use std::fmt;
use std::str::FromStr;

use serde::{Deserialize, Serialize};

pub const MIN_SPEED: f32 = 0.5;
pub const MAX_SPEED: f32 = 2.0;

/// Which synthesizer reads answers aloud.
#[derive(Debug, Clone, Copy, PartialEq, Eq, Hash, Serialize, Deserialize)]
#[serde(rename_all = "lowercase")]
pub enum SpeechEngine {
    ElevenLabs,
    System,
}

impl fmt::Display for SpeechEngine {
    fn fmt(&self, f: &mut fmt::Formatter<'_>) -> fmt::Result {
        match self {
            Self::ElevenLabs => f.write_str("elevenlabs"),
            Self::System => f.write_str("system"),
        }
    }
}

impl FromStr for SpeechEngine {
    type Err = String;

    fn from_str(s: &str) -> Result<Self, Self::Err> {
        match s.to_ascii_lowercase().as_str() {
            "elevenlabs" => Ok(Self::ElevenLabs),
            "system" => Ok(Self::System),
            other => Err(format!("unknown speech engine '{}'", other)),
        }
    }
}

#[derive(Debug, Clone, PartialEq, Serialize, Deserialize)]
pub struct ConversationSettings {
    pub language: String,
    pub speed: f32,
    pub auto_speech: bool,
    pub speech_engine: SpeechEngine,
}

impl Default for ConversationSettings {
    fn default() -> Self {
        Self {
            language: "en-US".to_string(),
            speed: 1.0,
            auto_speech: true,
            speech_engine: SpeechEngine::ElevenLabs,
        }
    }
}

pub fn clamp_speed(speed: f32) -> f32 {
    if speed.is_nan() {
        return 1.0;
    }
    speed.clamp(MIN_SPEED, MAX_SPEED)
}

┄┄┄┄┄┄┄┄┄┄┄┄┄┄┄┄┄┄┄┄

**THE TASK**. Word for word, retype all of the entries above.

**RESULT OF THE TASK**.
use std::fmt;
use std::str::FromStr;

use serde::{Deserialize, Serialize};

pub const MIN_SPEED: f32 = 0.5;
pub const MAX_SPEED: f32 = 2.0;

/// Which synthesizer reads answers aloud.
#[derive(Debug, Clone, Copy, PartialEq, Eq, Hash, Serialize, Deserialize)]
#[serde(rename_all = "lowercase")]
pub enum SpeechEngine {
    ElevenLabs,
    System,
}

impl fmt::Display for SpeechEngine {
    fn fmt(&self, f: &mut fmt::Formatter<'_>) -> fmt::Result {
        match self {
            Self::ElevenLabs => f.write_str("elevenlabs"),
            Self::System => f.write_str("system"),
        }
    }
}

impl FromStr for SpeechEngine {
    type Err = String;

    fn from_str(s: &str) -> Result<Self, Self::Err> {
        match s.to_ascii_lowercase().as_str() {
            "elevenlabs" => Ok(Self::ElevenLabs),
            "system" => Ok(Self::System),
            other => Err(format!("unknown speech engine '{}'", other)),
        }
    }
}

#[derive(Debug, Clone, PartialEq, Serialize, Deserialize)]
pub struct ConversationSettings {
    pub language: String,
    pub speed: f32,
    pub auto_speech: bool,
    pub speech_engine: SpeechEngine,
}

impl Default for ConversationSettings {
    fn default() -> Self {
        Self {
            language: "en-US".to_string(),
            speed: 1.0,
            auto_speech: true,
            speech_engine: SpeechEngine::ElevenLabs,
        }
    }
}

pub fn clamp_speed(speed: f32) -> f32 {
    if speed.is_nan() {
        return 1.0;
    }
    speed.clamp(MIN_SPEED, MAX_SPEED)
}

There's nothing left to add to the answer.